Разные отношения ваши, на имя государственного канцлера писанные, мне поднесены были. Известие о делах персидских, между оными находящееся, вам от генерал-майора Завалишина доставленное, заслуживает особливое внимание и показует, что чем быстрее будет течение происшествий, имеющих покорить Российской империи страны, орошаемые Курою и Араксом, тем благонадежнее успех сих предприятий наших. Деятельность ваша и усердие служат мне залогом, что вы не упустите воспользоваться обстоятельствами, нудящими ныне Баба-хана пещись о сохранении собственной его власти и сокровищей, и тем самым отвлекающим внимание его от Адербейджана и областей, по западному берегу Каспийского моря лежащих, чтобы довершить предначатое и постановить в крае сем твердую ногу, прежде нежели владетель сей в состоянии будет представить тому препоны. Если для совершения оного потребным найдете вы усилить себя войском и денежным пособием, донесите мне о том и будьте уверены, что все, что возможно, вам доставлено будет без отлагательства».

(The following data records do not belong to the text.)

/* ********************************************************************** **
**  This file is part of fcs2.                                            **
**                                                                        **
**  fcs2 is free software: you can redistribute it and/or modify it under **
**  the terms of the GNU General Public License as published by the Free  **
**  Software Foundation, either version 3 of the License, or (at your     **
**  option) any later version.                                            **
**                                                                        **
**      http://www.gnu.org/licenses/                                      **
**                                                                        **
** Do note that, while the whole of fcs2 is licensed under the GPL, many  **
** parts of it are licensed under more permissive terms.                  **
** ********************************************************************** */

//! MPI-on-demand driving of the solver.
//!
//! How a call like `fcs.run(..)` on the root process plays out:
//!
//! * The root-side owner packs the arguments into an [`Input`] and hands it
//!   to `on_demand.invoke`.
//! * `invoke` broadcasts the `Input` (variant tag first, then the fields) so
//!   that every process holds the same value.
//! * Every process calls [`FcsDispatch::dispatch`], which performs the
//!   matching collective call on its local solver handle.
//! * Return values on non-root processes are forgotten; the root's is
//!   returned from `invoke`.
//!
//! Init and drop travel through the same dispatch so that the set of
//! operations the event loop understands never has to change at runtime.
//! The library tolerates only one live instance, which conveniently lets
//! them act as stateful init/deinit routines on the shared slot.

use crate::FailResult;
use crate::low_level::{LowLevelApi, RawRunOutput};
use crate::low_level::plain::FcsOwner;
use crate::low_level::mpi_helper::{Broadcast, DispatchMultiProcess, MpiOnDemand};
use crate::pub_types::{Common, Method};

use std::sync::Mutex;

use mpi;

/// A multi-process entry point for driving the solver; see
/// [`FcsOnDemand::install`].
pub type FcsOnDemand = MpiOnDemand<FcsDispatch>;

impl MpiOnDemand<FcsDispatch> {
    /// Enter single-process mode on the root process.
    ///
    /// # MPI
    ///
    /// Call this on all processes. The closure runs on the root while the
    /// others serve solver operations; `Some` is returned only on the root.
    pub fn install<R>(func: impl FnOnce(FcsOnDemand) -> R) -> Option<R>
    { MpiOnDemand::install_with(FcsDispatch::default(), func) }
}

/// The dispatch serving every solver operation on all processes.
///
/// Holds the process-local solver handle slot; `Input::Init` fills it and
/// `Input::Drop` empties it.
#[derive(Debug, Default)]
pub struct FcsDispatch {
    instance: Mutex<Option<FcsOwner>>,
}

/// A drop-in replacement for `FcsOwner` which uses `MpiOnDemand`.
/// Only exists on the root process.
///
/// All methods are little more than wrappers around [`FcsOnDemand`] that
/// translate between the fixed argument types per method and the catch-all
/// enums used by the event loop body.
///
/// A custom `Drop` impl notifies the other processes about the drop.
/// This type is expressly NOT CLONE.
#[derive(Debug)]
pub(crate) struct MpiFcsOwner {
    on_demand: FcsOnDemand,
}

impl MpiFcsOwner {
    /// Initialize the solver on all processes.
    ///
    /// The usage of `MpiOnDemand` ensures that this is only called on the
    /// root process.
    pub(crate) fn new(on_demand: FcsOnDemand, method: Method) -> FailResult<MpiFcsOwner> {
        match on_demand.invoke(Input::Init { method }) {
            Output::Unit(res) => res?,
            _ => panic!("wrong output variant!"),
        }
        Ok(MpiFcsOwner { on_demand })
    }

    fn invoke_unit(&mut self, input: Input) -> FailResult<()> {
        match self.on_demand.invoke(input) {
            Output::Unit(res) => res,
            _ => panic!("wrong output variant!"),
        }
    }
}

impl Drop for MpiFcsOwner {
    fn drop(&mut self) {
        match self.on_demand.invoke(Input::Drop) {
            Output::Drop => {},
            _ => panic!("wrong output variant!"),
        }
    }
}

impl LowLevelApi for MpiFcsOwner {
    fn set_common(&mut self, common: Common) -> FailResult<()>
    { self.invoke_unit(Input::SetCommon { common }) }

    fn set_r_cut(&mut self, r_cut: Option<f64>) -> FailResult<()>
    { self.invoke_unit(Input::SetRCut { r_cut }) }

    fn set_parameters(&mut self, parameters: String) -> FailResult<()>
    { self.invoke_unit(Input::SetParameters { parameters }) }

    fn set_compute_virial(&mut self, enable: bool) -> FailResult<()>
    { self.invoke_unit(Input::SetComputeVirial { enable }) }

    fn tune(&mut self, positions: Vec<f64>, charges: Vec<f64>) -> FailResult<()>
    { self.invoke_unit(Input::Tune { positions, charges }) }

    fn run(&mut self, positions: Vec<f64>, charges: Vec<f64>) -> FailResult<RawRunOutput> {
        match self.on_demand.invoke(Input::Run { positions, charges }) {
            Output::Run(res) => res,
            _ => panic!("wrong output variant!"),
        }
    }

    fn virial(&mut self) -> FailResult<Vec<f64>> {
        match self.on_demand.invoke(Input::GetVirial) {
            Output::Virial(res) => res,
            _ => panic!("wrong output variant!"),
        }
    }
}

//------------------------------------------------

/// One collective solver operation, as understood by the event loop.
pub enum Input {
    Init { method: Method },
    SetCommon { common: Common },
    SetRCut { r_cut: Option<f64> },
    SetParameters { parameters: String },
    SetComputeVirial { enable: bool },
    Tune { positions: Vec<f64>, charges: Vec<f64> },
    Run { positions: Vec<f64>, charges: Vec<f64> },
    GetVirial,
    Drop,
}

pub enum Output {
    Unit(FailResult<()>),
    Run(FailResult<RawRunOutput>),
    Virial(FailResult<Vec<f64>>),
    Drop,
}

impl Input {
    // variant tag communicated ahead of the fields
    fn tag(&self) -> i64 {
        match self {
            Input::Init { .. } => 0,
            Input::SetCommon { .. } => 1,
            Input::SetRCut { .. } => 2,
            Input::SetParameters { .. } => 3,
            Input::SetComputeVirial { .. } => 4,
            Input::Tune { .. } => 5,
            Input::Run { .. } => 6,
            Input::GetVirial => 7,
            Input::Drop => 8,
        }
    }
}

impl Broadcast for Input {
    fn broadcast(root: &impl mpi::Root, value: Option<Input>) -> Input {
        // Extracts one field of the variant that the tag already told every
        // process to expect.
        macro_rules! field {
            ($pat:pat => $expr:expr) => {
                Broadcast::broadcast(root, value.as_ref().map(|input| match input {
                    $pat => $expr,
                    _ => unreachable!("wrong input variant"),
                }))
            };
        }

        let tag: i64 = Broadcast::broadcast(root, value.as_ref().map(Input::tag));
        match tag {
            0 => {
                let method: i64 = field!(Input::Init { method } => method.to_int());
                let method = Method::from_int(method).expect("BUG: bad method tag");
                Input::Init { method }
            },
            1 => Input::SetCommon {
                common: field!(Input::SetCommon { common } => common.clone()),
            },
            2 => Input::SetRCut {
                r_cut: field!(Input::SetRCut { r_cut } => *r_cut),
            },
            3 => Input::SetParameters {
                parameters: field!(Input::SetParameters { parameters } => parameters.clone()),
            },
            4 => Input::SetComputeVirial {
                enable: field!(Input::SetComputeVirial { enable } => *enable),
            },
            5 => Input::Tune {
                positions: field!(Input::Tune { positions, .. } => positions.clone()),
                charges: field!(Input::Tune { charges, .. } => charges.clone()),
            },
            6 => Input::Run {
                positions: field!(Input::Run { positions, .. } => positions.clone()),
                charges: field!(Input::Run { charges, .. } => charges.clone()),
            },
            7 => Input::GetVirial,
            8 => Input::Drop,
            _ => unreachable!("BUG: bad input tag"),
        }
    }
}

impl Broadcast for Common {
    fn broadcast(root: &impl mpi::Root, value: Option<Common>) -> Common {
        macro_rules! field {
            ($field:ident) => {
                Broadcast::broadcast(root, value.as_ref().map(|c| c.$field.clone()))
            };
        }

        // field order must be identical on all processes
        Common {
            box_a: field!(box_a),
            box_b: field!(box_b),
            box_c: field!(box_c),
            offset: field!(offset),
            periodicity: field!(periodicity),
            total_particles: field!(total_particles),
            near_field_flag: field!(near_field_flag),
        }
    }
}

impl DispatchMultiProcess for FcsDispatch {
    type Input = Input;
    type Output = Output;

    fn dispatch(&self, root: &impl mpi::Root, input: Input) -> Output {
        let mut guard = self.instance.lock().expect("poisoned solver instance slot");
        let instance = &mut *guard;

        match input {
            Input::Init { method } => {
                assert!(instance.is_none(), "BUG: init called before drop!");
                let comm = mpi::AsRaw::as_raw(root.as_communicator()) as scafacos_sys::MPI_Comm;
                Output::Unit((|| -> FailResult<()> {
                    let owner = unsafe { FcsOwner::new(method.name(), comm)? };
                    *instance = Some(owner);
                    Ok(())
                })())
            },
            Input::Drop => {
                assert!(instance.is_some(), "BUG: drop called before init!");
                *instance = None;
                Output::Drop
            },
            input => {
                let fcs = instance.as_mut().expect("BUG: solver operation before init");
                match input {
                    Input::SetCommon { common } => Output::Unit(fcs.set_common(common)),
                    Input::SetRCut { r_cut } => Output::Unit(fcs.set_r_cut(r_cut)),
                    Input::SetParameters { parameters } => Output::Unit(fcs.set_parameters(parameters)),
                    Input::SetComputeVirial { enable } => Output::Unit(fcs.set_compute_virial(enable)),
                    Input::Tune { positions, charges } => Output::Unit(fcs.tune(positions, charges)),
                    Input::Run { positions, charges } => Output::Run(fcs.run(positions, charges)),
                    Input::GetVirial => Output::Virial(fcs.virial()),
                    Input::Init { .. } | Input::Drop => unreachable!(),
                }
            },
        }
    }
}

Устроивши в Елисаветполе временной лазарет для раненых, для лечения которых выписаны были доктора из Тифлиса, и оставивши в Елисаветполе шефа 17-го егерского полка, полковника Карягина, с полком для обороны как крепости, так и всего владения[210]

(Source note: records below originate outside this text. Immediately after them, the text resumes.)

//! End-to-end runs of the native direct backend, driven the same way the
//! CLI drives it: yaml settings in, particle text in, energies out.

extern crate fcs2_tasks;
extern crate fcs2_tasks_config;
#[macro_use]
extern crate pretty_assertions;

use fcs2_tasks::cmd::run_solve;
use fcs2_tasks::filetypes::Particles;
use fcs2_tasks::solver::{SolveOutput, SolverEnv};
use fcs2_tasks_config::{ValidatedSettings, YamlRead};

fn solve(config: &str, particles: &str) -> SolveOutput {
    let settings: ValidatedSettings = YamlRead::from_reader(config.as_bytes()).unwrap();
    let particles = Particles::parse(particles).unwrap();
    run_solve(&settings, &particles, &SolverEnv::default()).unwrap()
}

fn assert_close(a: f64, b: f64) {
    assert!((a - b).abs() < 1e-10, "{} vs {}", a, b);
}

#[test]
fn isolated_ion_pair() {
    let out = solve(
        r#"
box:
  a: [20, 0, 0]
  b: [0, 20, 0]
  c: [0, 0, 20]
  periodicity: [false, false, false]
coulomb:
  method: {direct: {}}
"#,
        "0 0 0  1.0\n2 0 0 -1.0\n",
    );

    // a bound pair: E = -q^2 / r
    assert_close(out.energy, -0.5);
    assert_eq!(out.potentials.len(), 2);
    assert_close(out.potentials[0], -0.5);
    // fields point toward the opposite charge
    assert!(out.fields[0][0] > 0.0);
    assert!(out.fields[1][0] < 0.0);
    assert_eq!(out.virial, None);
}

#[test]
fn charge_in_a_periodic_row() {
    let out = solve(
        r#"
box:
  a: [10, 0, 0]
  b: [0, 10, 0]
  c: [0, 0, 10]
coulomb:
  method:
    direct:
      periodic-images: [1, 0, 0]
"#,
        "5 5 5 1.0\n",
    );

    // the charge sees one image at +L and one at -L: E = q^2 / L
    assert_close(out.energy, 0.1);
    // and no net field, by symmetry
    for axis in 0..3 {
        assert_close(out.fields[0][axis], 0.0);
    }
}

#[test]
fn virial_comes_back_when_asked_for() {
    let config = r#"
box:
  a: [20, 0, 0]
  b: [0, 20, 0]
  c: [0, 0, 20]
  periodicity: [false, false, false]
coulomb:
  method: {direct: {}}
  virial: true
"#;
    let out = solve(config, "0 0 0 1.0\n3 0 0 1.0\n");
    let virial = out.virial.expect("virial was requested");

    // for a 1/r potential the virial trace equals the energy
    let trace = virial[0][0] + virial[1][1] + virial[2][2];
    assert_close(trace, out.energy);
    assert_close(out.energy, 1.0 / 3.0);
}

#[test]
fn global_cutoff_applies_to_the_method() {
    let config = r#"
box:
  a: [20, 0, 0]
  b: [0, 20, 0]
  c: [0, 0, 20]
  periodicity: [false, false, false]
coulomb:
  method: {direct: {}}
  r-cut: 2.0
"#;
    let out = solve(config, "0 0 0 1.0\n5 0 0 1.0\n");
    assert_close(out.energy, 0.0);
}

, сам князь Цицианов спешил в Тифлис для окончания переговоров с Соломоном II, царем Имеретинским.Глава 10
Пока продолжалась неудачная поездка князя Леонидзе в Санкт-Петербург, вблизи Имеретин произошли весьма важные события: там пала Ганжинская крепость, взятая штурмом русскими войсками. Известие о падении Ганжи так потрясло соседей Грузии, что большая часть ханов считала своею обязанностью отправить посольства к князю Цицианову с разными заявлениями, преимущественно выражавшими кротость, смирение и кажущуюся готовность исполнить желание русского правительства. В числе озадаченных падением Ганжи был и имеретинский царь Соломон, еще более струсивший, когда узнал о приближении Кавказского гренадерского полка к границам его владений и получил известие, что сам главнокомандующий в непродолжительном времени прибудет в Сурам, находившийся всего в 50 верстах от границ Имеретин. Хотя поездка князя Цицианова и не состоялась, но одно только обещание побывать в Сураме имело уже значительное влияние на ход дела. Соломон стал теперь прибегать к помощи всех, кого только мог привлечь на свою сторону, и приискивать таких лиц, которые могли бы заступиться за него и замолвить доброе слово князю Цицианову[211]

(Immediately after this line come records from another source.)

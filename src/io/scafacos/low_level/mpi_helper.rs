/* ************************************************************************ **
** This file is part of fcs2, and is licensed under EITHER the MIT license  **
** or the Apache 2.0 license, at your option.                               **
**                                                                          **
**     http://www.apache.org/licenses/LICENSE-2.0                           **
**     http://opensource.org/licenses/MIT                                   **
**                                                                          **
** Be aware that not all of fcs2 is provided under this permissive license, **
** and that the project as a whole is licensed under the GPL 3.0.           **
** ************************************************************************ */

//! Allows one to write code which only uses MPI on demand, so that the bulk
//! of the codebase executes only on the root process.
//!
//! The external solver library is MPI-collective in every operation, but
//! nothing else in this project is. Rather than let the "multi-process,
//! single-code" model infect everything, the non-root processes sit in an
//! event loop serving solver operations, and the root decides what runs.
//!
//! The price is that the set of operations must be enumerable up front (see
//! the dispatch type in the `mpi` module), and that a single scoped install
//! near the beginning of `main` is the only composition this supports.

use mpi;
use std::sync::Arc;

/// The multi-process entry point for [`MpiOnDemand`].
///
/// An instance of one of these objects exists on all processes.
pub trait DispatchMultiProcess {
    type Input: Broadcast;
    type Output;

    // `&self` rather than `&mut self` because MpiOnDemand impls Clone;
    // implementors with state need interior mutability.
    fn dispatch(&self, root: &impl mpi::Root, input: Self::Input) -> Self::Output;
}

/// Allows code running on the root process to invoke an MPI-collective
/// operation on all processes on demand.
///
/// It is impossible to obtain one of these on a non-root process, and it
/// must not be leaked outside the closure given to `install_with`.
///
/// Clones share the same `Dispatch`.
#[derive(Debug)]
pub struct MpiOnDemand<D>(Arc<D>);

impl<D> Clone for MpiOnDemand<D> {
    fn clone(&self) -> Self { MpiOnDemand(self.0.clone()) }
}

impl<D: DispatchMultiProcess> MpiOnDemand<D> {
    /// Run the provided closure on the root process, with all multi-process
    /// code factored out into the provided `Dispatch`.
    ///
    /// # MPI
    ///
    /// This method is called on all processes. The closure is called on the
    /// root process, while the others enter an event loop (blocking, waiting
    /// for `invoke` to be called). When the closure exits, execution resumes
    /// on all processes; `Some` is returned only on the root.
    ///
    /// # Panics
    ///
    /// Panics after the closure returns if it is detected that the
    /// `MpiOnDemand` has been leaked.
    pub fn install_with<R>(
        dispatch: D,
        func: impl FnOnce(MpiOnDemand<D>) -> R,
    ) -> Option<R> {
        with_root_process(|root| {
            if this_process_is_root(&root) {
                let on_demand = MpiOnDemand(Arc::new(dispatch));
                let out = func(on_demand.clone());

                Arc::try_unwrap(on_demand.0).ok()
                    .expect("Detected leak of `MpiOnDemand` value!");

                // make the other processes exit the event loop
                assert!(!Broadcast::broadcast(&root, Some(false)), "BUG!");
                Some(out)
            } else {
                loop {
                    let keep_going = Broadcast::broadcast(&root, None::<bool>);
                    if !keep_going {
                        break;
                    }
                    let input = Broadcast::broadcast(&root, None);
                    // outputs only matter on the root
                    let _ = dispatch.dispatch(&root, input);
                }
                None
            }
        })
    }

    /// Call the multi-process entry point.
    ///
    /// # MPI
    ///
    /// Because `MpiOnDemand` is only obtainable on the root process, it goes
    /// without saying that this is called on the root. The dispatch runs on
    /// all processes simultaneously; the return value is the root's.
    pub fn invoke(&self, input: D::Input) -> D::Output {
        with_root_process(|root| {
            assert!(this_process_is_root(&root), "BUG!");
            assert!(Broadcast::broadcast(&root, Some(true)), "BUG!");

            let input = Broadcast::broadcast(&root, Some(input));
            self.0.dispatch(&root, input)
        })
    }
}

// Provides the default `mpi::Root` (rank 0 of the world communicator).
//
// Returned continuation-style because a `Process` borrows its communicator
// and thus cannot be `'static`.
fn with_root_process<R>(
    continuation: impl FnOnce(mpi::Process<'_, mpi::SystemCommunicator>) -> R,
) -> R {
    use mpi::Communicator;

    let world = mpi::SystemCommunicator::world();
    let root = world.process_at_rank(0);
    continuation(root)
}

pub fn this_process_is_root(root: &impl mpi::Root) -> bool
{ mpi::Communicator::rank(root.as_communicator()) == root.root_rank() }

/// Helper trait to broadcast data from the root process to all processes,
/// including vectors of unknown length, and types with no default.
pub trait Broadcast: Sized {
    /// Broadcast a value from the root to all processes.
    ///
    /// `value` is ignored on non-root processes, and must be `Some` on the
    /// root process.
    fn broadcast(root: &impl mpi::Root, value: Option<Self>) -> Self;
}

// impl for a type that implements `mpi::BufferMut + Default`
macro_rules! impl_broadcast_for_buffer_mut {
    ($($T:ident)*) => {$(
        impl Broadcast for $T {
            fn broadcast(root: &impl mpi::Root, value: Option<$T>) -> $T
            { broadcast_via_mut_ref(root, value, |root, buf| root.broadcast_into(buf)) }
        }
    )*};
}
impl_broadcast_for_buffer_mut! {
    i8 i16 i32 i64 isize
    u8 u16 u32 u64 usize
    f32 f64 bool
}

// This differs from the `mpi` crate's own `Root::broadcast_into::<[T]>` in
// that it can resize the vectors to match.
macro_rules! impl_broadcast_for_vec_equivalence {
    ($(Vec<$T:ident>)*) => {$(
        impl Broadcast for Vec<$T> {
            fn broadcast(root: &impl mpi::Root, buf: Option<Vec<$T>>) -> Vec<$T>
            { broadcast_vec(root, buf) }
        }
    )*};
}
impl_broadcast_for_vec_equivalence! {
    Vec<i64> Vec<f64>
}

impl Broadcast for String {
    fn broadcast(root: &impl mpi::Root, buf: Option<String>) -> String {
        let bytes = broadcast_vec(root, buf.map(|s| s.into_bytes()));
        String::from_utf8(bytes).expect("BUG: broadcast corrupted utf8")
    }
}

impl<T: Broadcast> Broadcast for Option<T> {
    fn broadcast(root: &impl mpi::Root, value: Option<Option<T>>) -> Option<T> {
        let is_some = Broadcast::broadcast(root, value.as_ref().map(Option::is_some));
        match is_some {
            true => Some(Broadcast::broadcast(root, value.and_then(|x| x))),
            false => None,
        }
    }
}

impl Broadcast for [f64; 3] {
    fn broadcast(root: &impl mpi::Root, value: Option<[f64; 3]>) -> [f64; 3] {
        broadcast_via_mut_ref(root, value, |root, buf| {
            root.broadcast_into(&mut buf[..]);
        })
    }
}

impl Broadcast for [bool; 3] {
    fn broadcast(root: &impl mpi::Root, value: Option<[bool; 3]>) -> [bool; 3] {
        let [a, b, c] = match value {
            Some([a, b, c]) => [Some(a), Some(b), Some(c)],
            None => [None; 3],
        };
        [
            Broadcast::broadcast(root, a),
            Broadcast::broadcast(root, b),
            Broadcast::broadcast(root, c),
        ]
    }
}

// Adapts functions with a signature like `Root::broadcast_into` into a
// Broadcast impl, given the existence of a `Default` impl.
fn broadcast_via_mut_ref<T, R>(
    root: &R,
    value: Option<T>,
    broadcast_into: impl FnOnce(&R, &mut T),
) -> T
where
    R: mpi::AsCommunicator + mpi::Root,
    T: Default,
{
    if this_process_is_root(root) && value.is_none() {
        panic!("root did not provide value to broadcast");
    }
    let mut buf = value.unwrap_or_else(Default::default);
    broadcast_into(root, &mut buf);
    buf
}

fn broadcast_vec<T: mpi::Equivalence + Copy + Default>(
    root: &impl mpi::Root,
    buf: Option<Vec<T>>,
) -> Vec<T> {
    broadcast_via_mut_ref(root, buf, |root, buf| {
        let mut size = buf.len();
        root.broadcast_into(&mut size);

        if !this_process_is_root(root) {
            buf.resize(size, T::default());
        }
        root.broadcast_into(&mut buf[..]);
    })
}
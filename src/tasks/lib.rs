/* ********************************************************************** **
**  This file is part of fcs2.                                            **
**                                                                        **
**  fcs2 is free software: you can redistribute it and/or modify it under **
**  the terms of the GNU General Public License as published by the Free  **
**  Software Foundation, either version 3 of the License, or (at your     **
**  option) any later version.                                            **
**                                                                        **
**      http://www.gnu.org/licenses/                                      **
**                                                                        **
** Do note that, while the whole of fcs2 is licensed under the GPL, many  **
** parts of it are licensed under more permissive terms.                  **
** ********************************************************************** */

#![deny(unused_must_use)]

#[macro_use] extern crate log;
#[macro_use] extern crate failure;
#[macro_use] extern crate itertools;
extern crate ansi_term;
extern crate clap;
extern crate fern;
extern crate fcs2_tasks_config;
#[cfg(feature = "scafacos-support")]
extern crate fcs2_scafacos_wrap;
#[cfg(feature = "scafacos-support")]
extern crate mpi;

pub type FailResult<T> = Result<T, failure::Error>;

pub mod charges;
pub mod cmd;
pub mod entry_points;
pub mod filetypes;
pub mod solver;
pub mod ui;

. Многие грузинские князья были употреблены для этой цели царем Имеретинским, и нельзя сказать, что безуспешно, потому что главнокомандующий не отвергал их исканий. По просьбе задобренных Соломоном лиц князь Цицианов вошел как бы насильно в переписку с князем Кайхосро Церетели, первым любимцем и сардаром царя, которому, под видом откровенности, писал, что получил повеление силою покорить Имеретинское царство. Главнокомандующий раскрывал перед Церетели всю гибель, которую готовит себе Соломон своим упорством, и все благополучие и блаженство, которого он может достигнуть обратным поведением и чистосердечным раскаянием.«Должен вам сказать, – писал князь Цицианов Кайхосро Церетели[212]
, – что буря угрожает Имеретин с севера, но она может отвращена быть одною покорностью его высочества царя Соломона имеретинского, и тогда все будет окончено миролюбив, воссияет солнце яснее прежнего над царством Имеретинским; тогда царствование царя Соломона имеретинского не помутится ни на единый час его жизни, которая и сединою украсится на его безвредном престоле, в чем Бога живого беру в поручительство.Наконец, не должен утаить перед вашим сиятельством и того, что нужнее всего его высочеству закрыть уши от здешних грузинских беспокойных вестников и не ставить себе грузинских царевичей примером, ибо девять совместников к грузинскому престолу на пагубу разоренной земли и древней по православию оставить было не можно, хотя мера сия противна была человеколюбивому и милосердому сердцу его императорского величества всемилостивейшего государя моего, хотя мера сия есть противоречуща правилам Всероссийской империи, не прикосновенным коварству и обманам».
Письменные переговоры не мешали другим, веденным изустно. Шестидесятилетний грузинский князь Георгий Абашидзе, до самой присяги имеретинского царя, не сходил с лошади, поминутно ездя в Кутаис и обратно, для изустных переговоров с обеими сторонами. Он был тестем князя Церетели, и потому употреблен князем Цициановым для переговоров. Соломон говорил, что если будет удостоверен, что останется царем, тогда он согласится на все условия. Главнокомандующий в ответ на это требовал, чтобы царь к приезду его в Сурам выслал князя Кайхосро Церетели с поздравлением о взятии Ганжи и с полномочием вести переговоры о подданстве.